I suppose I should admit, taking care of my children is a lot more complicated than taking care of my pets.
And I know at least one to a dozen pet lovers are going to send me some hate mail over this, but it’s true. Facts are fact, and if you don’t believe me, here are a few examples of things I can do with my pets, but if I did with my children, I’d be socially shamed, or worse, arrested.
Leave my children in the back yard for extended periods of time with a water dish and bowl of food.
Insist that they live in the garage.
Feed them the same bagged food for more than 90% of their meals making meal planning incredibly simple.
Bathe them once a week… or less.
Not send them to school.
Ask that they poop in the yard.
I could go on, but you get the idea.
Taking care of a pet is simpler, but at the same time, I do understand that a pet can give some people a very similar emotional connection to having children.
There are moments when our little brown dog looks up at me with those big watery eyes, and I feel the same tingle in my heart that I get when my children give me a similar look.
This survey does go a little further down the rabbit hole.
They found that when it came to taking care of their pet’s well-being, owners were willing to take on average of 4 unpaid days off work to care for a sick pet.
Arizonans were the most willing to sacrifice workdays for their pet, taking the most time, at six unpaid workdays to take care of their pets.
Now this, I’ll admit, I also never even considered.
Our dog got a cold once, or at least, I think it was a cold.
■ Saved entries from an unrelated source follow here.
//! taquilla-core: Core library for the taquilla ticket tracker
//!
//! Provides the ticket data model and the in-memory repository behind the
//! console menu. No persistence, no daemon - ticket state lives for the
//! lifetime of the process.

pub mod config;
pub mod error;
pub mod id;
pub mod repository;
pub mod ticket;

pub use config::Config;
pub use error::Error;
pub use id::{DEFAULT_SEED, IdSequence};
pub use repository::Repository;
pub use ticket::{Status, Ticket};

/// Result type for taquilla operations
pub type Result<T> = std::result::Result<T, Error>;
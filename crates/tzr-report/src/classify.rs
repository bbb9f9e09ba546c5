//! Direction classification of raw transfers relative to a subject address.

use chrono::{DateTime, Utc};
use serde::{Deserialize, Serialize};
use tzr_data::RawTransaction;

/// Transfer direction relative to the subject address.
#[derive(Clone, Copy, Debug, PartialEq, Eq, Serialize, Deserialize)]
#[serde(rename_all = "snake_case")]
pub enum Direction {
    Incoming,
    Outgoing,
}

impl Direction {
    /// Short table/CSV form.
    pub fn as_str(&self) -> &'static str {
        match self {
            Direction::Incoming => "IN",
            Direction::Outgoing => "OUT",
        }
    }
}

/// One subject-relative view of a raw transfer.
#[derive(Clone, Debug, PartialEq, Eq, Serialize, Deserialize)]
pub struct ClassifiedTransaction {
    /// Indexer operation id (kept for deterministic ordering).
    pub id: u64,
    /// Operation hash.
    pub hash: String,
    /// Inclusion time (UTC).
    pub timestamp: DateTime<Utc>,
    /// The address this view is relative to.
    pub subject: String,
    /// The other party (the subject itself for self-transfers).
    pub counterparty: String,
    /// Direction relative to the subject.
    pub direction: Direction,
    /// Amount in mutez, copied verbatim from the raw record.
    pub amount_mutez: u64,
}

/// Classifies `tx` relative to `subject`.
///
/// Yields one view when the subject is sender or receiver, two views (one
/// outgoing, one incoming) for a self-transfer.
///
/// # Panics
/// Panics when the subject is neither party: the fetcher only hands over
/// transactions the subject participates in, so that is a programming error,
/// not a recoverable condition.
pub fn classify_for_subject(tx: &RawTransaction, subject: &str) -> Vec<ClassifiedTransaction> {
    let mut views = Vec::with_capacity(1);

    if tx.sender == subject {
        views.push(ClassifiedTransaction {
            id: tx.id,
            hash: tx.hash.clone(),
            timestamp: tx.timestamp,
            subject: subject.to_string(),
            counterparty: tx.target.clone(),
            direction: Direction::Outgoing,
            amount_mutez: tx.amount,
        });
    }
    if tx.target == subject {
        views.push(ClassifiedTransaction {
            id: tx.id,
            hash: tx.hash.clone(),
            timestamp: tx.timestamp,
            subject: subject.to_string(),
            counterparty: tx.sender.clone(),
            direction: Direction::Incoming,
            amount_mutez: tx.amount,
        });
    }

    if views.is_empty() {
        panic!(
            "classifier contract breach: {} is not a party to operation {}",
            subject, tx.hash
        );
    }
    views
}

#[cfg(test)]
mod tests {
    use super::*;
    use chrono::TimeZone;

    fn raw(sender: &str, target: &str, amount: u64) -> RawTransaction {
        RawTransaction {
            id: 1,
            hash: "opHash".to_string(),
            timestamp: Utc.with_ymd_and_hms(2024, 1, 1, 9, 0, 0).unwrap(),
            sender: sender.to_string(),
            target: target.to_string(),
            amount,
        }
    }

    #[test]
    fn incoming_view_for_receiver() {
        let views = classify_for_subject(&raw("tz1other", "tz1me", 5_000_000), "tz1me");
        assert_eq!(views.len(), 1);
        assert_eq!(views[0].direction, Direction::Incoming);
        assert_eq!(views[0].counterparty, "tz1other");
        assert_eq!(views[0].amount_mutez, 5_000_000);
    }

    #[test]
    fn outgoing_view_for_sender() {
        let views = classify_for_subject(&raw("tz1me", "tz1other", 750_000), "tz1me");
        assert_eq!(views.len(), 1);
        assert_eq!(views[0].direction, Direction::Outgoing);
        assert_eq!(views[0].counterparty, "tz1other");
    }

    #[test]
    fn self_transfer_yields_both_views() {
        let views = classify_for_subject(&raw("tz1me", "tz1me", 100), "tz1me");
        assert_eq!(views.len(), 2);
        assert_eq!(views[0].direction, Direction::Outgoing);
        assert_eq!(views[1].direction, Direction::Incoming);
        assert_eq!(views[0].counterparty, "tz1me");
        assert_eq!(views[1].counterparty, "tz1me");
    }

    #[test]
    #[should_panic(expected = "classifier contract breach")]
    fn non_party_subject_panics() {
        classify_for_subject(&raw("tz1a", "tz1b", 1), "tz1stranger");
    }
}
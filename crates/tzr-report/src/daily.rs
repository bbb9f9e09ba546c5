//! Calendar-day bucketing of classified transfers.
//!
//! Reporting days are UTC. Rows are ascending by date with one row per
//! active day; a zero-fill mode inserts empty rows across the whole window
//! span for continuous charting.

use std::collections::BTreeMap;

use chrono::{Duration, NaiveDate};
use serde::{Deserialize, Serialize};
use tzr_data::ReportWindow;

use crate::classify::ClassifiedTransaction;
use crate::metrics::Metrics;

/// One calendar day's slice of the report.
#[derive(Clone, Debug, PartialEq, Eq, Serialize, Deserialize)]
pub struct DailySummaryRow {
    /// UTC calendar day.
    pub date: NaiveDate,
    /// That day's aggregate, computed with the same rules as the overall
    /// metrics.
    pub metrics: Metrics,
}

/// One chart point: per-day earned plus the running total.
#[derive(Clone, Debug, PartialEq, Eq, Serialize, Deserialize)]
pub struct SeriesPoint {
    pub date: NaiveDate,
    pub earned_mutez: u64,
    pub cumulative_earned_mutez: u64,
}

/// Buckets classified transfers by UTC calendar day.
///
/// With `fill_empty_days` set and at least one transaction present, every
/// day of the window span gets a row (zero metrics for inactive days).
/// An empty input always yields an empty sequence.
pub fn build_daily_summary(
    txs: &[ClassifiedTransaction],
    window: &ReportWindow,
    fill_empty_days: bool,
) -> Vec<DailySummaryRow> {
    let mut buckets: BTreeMap<NaiveDate, Metrics> = BTreeMap::new();
    for tx in txs {
        buckets
            .entry(tx.timestamp.date_naive())
            .or_insert(Metrics::ZERO)
            .record(tx);
    }

    if buckets.is_empty() {
        return Vec::new();
    }

    if fill_empty_days {
        // Last covered day comes from the half-open end bound.
        let first_day = window.start.date_naive();
        let last_day = (window.end - Duration::nanoseconds(1)).date_naive();
        let mut day = first_day;
        while day <= last_day {
            buckets.entry(day).or_insert(Metrics::ZERO);
            match day.succ_opt() {
                Some(next) => day = next,
                None => break,
            }
        }
    }

    buckets
        .into_iter()
        .map(|(date, metrics)| DailySummaryRow { date, metrics })
        .collect()
}

/// Builds the chart series parallel to the daily rows.
pub fn build_series(rows: &[DailySummaryRow]) -> Vec<SeriesPoint> {
    let mut cumulative: u64 = 0;
    rows.iter()
        .map(|row| {
            cumulative = cumulative.saturating_add(row.metrics.earned_mutez);
            SeriesPoint {
                date: row.date,
                earned_mutez: row.metrics.earned_mutez,
                cumulative_earned_mutez: cumulative,
            }
        })
        .collect()
}
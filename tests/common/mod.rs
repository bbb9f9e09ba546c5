//! Shared test helpers and fixture factories.

#![allow(dead_code)]

use chrono::{DateTime, Utc};
use tzr_data::{RawTransaction, ReportWindow};

/// Parses an RFC3339 test timestamp.
pub fn instant(s: &str) -> DateTime<Utc> {
    DateTime::parse_from_rfc3339(s)
        .expect("test timestamp should parse")
        .with_timezone(&Utc)
}

/// Builds a window from two RFC3339 bounds.
pub fn window(start: &str, end: &str) -> ReportWindow {
    ReportWindow::new(instant(start), instant(end)).expect("test window should build")
}

/// Creates a raw transfer fixture.
///
/// # Example
/// ```ignore
/// let tx = raw_tx(1, "2024-01-01T09:00:00Z", "tz1payer", "tz1me", 10_000_000);
/// assert_eq!(tx.amount, 10_000_000);
/// ```
pub fn raw_tx(
    id: u64,
    timestamp: &str,
    sender: &str,
    target: &str,
    amount_mutez: u64,
) -> RawTransaction {
    RawTransaction {
        id,
        hash: format!("op{id:04}"),
        timestamp: instant(timestamp),
        sender: sender.to_string(),
        target: target.to_string(),
        amount: amount_mutez,
    }
}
We took him to the vet, and he said it was probably a virus of some kind. We kept him warm, gave him a blanket, that sort of thing. He was over it in a couple days. But I never considered taking unpaid time off from work.
However, I should probably admit, if I were allowed to use paid sick days to take care of a pet, I’d totally do it. But with my kids, paid or unpaid, I’ll be taking the day off.
KTAR News pulled out even more interesting tidbits from this survey, showing that men were more willing to take time off work than women at 3.8 days compared to 3.5 days, and when it comes to being part of the family, 38% of respondents said they’re closer with their pet than some of their own family members.
That last little bit I can get behind.
You know what they say, you pick your pets, but you don’t pick your family.
What I think this all boils down to is that pets do play a significant part in the lives of many people. Is a pet easier than a child? Yes, but I don’t know if that’s the point.
Pets fill a huge need in many people lives, children or no children, to the point that the majority of people involved in this survey felt the need to sacrifice quite a bit for the well being of their pet.
And many were happy to have a pet rather than children, and for me, as a non pet lover, this did give me a reflective moment. So the next time someone says, “we have a fur baby”
I won’t roll my eyes, but realize that their pet is, in fact, something pretty special.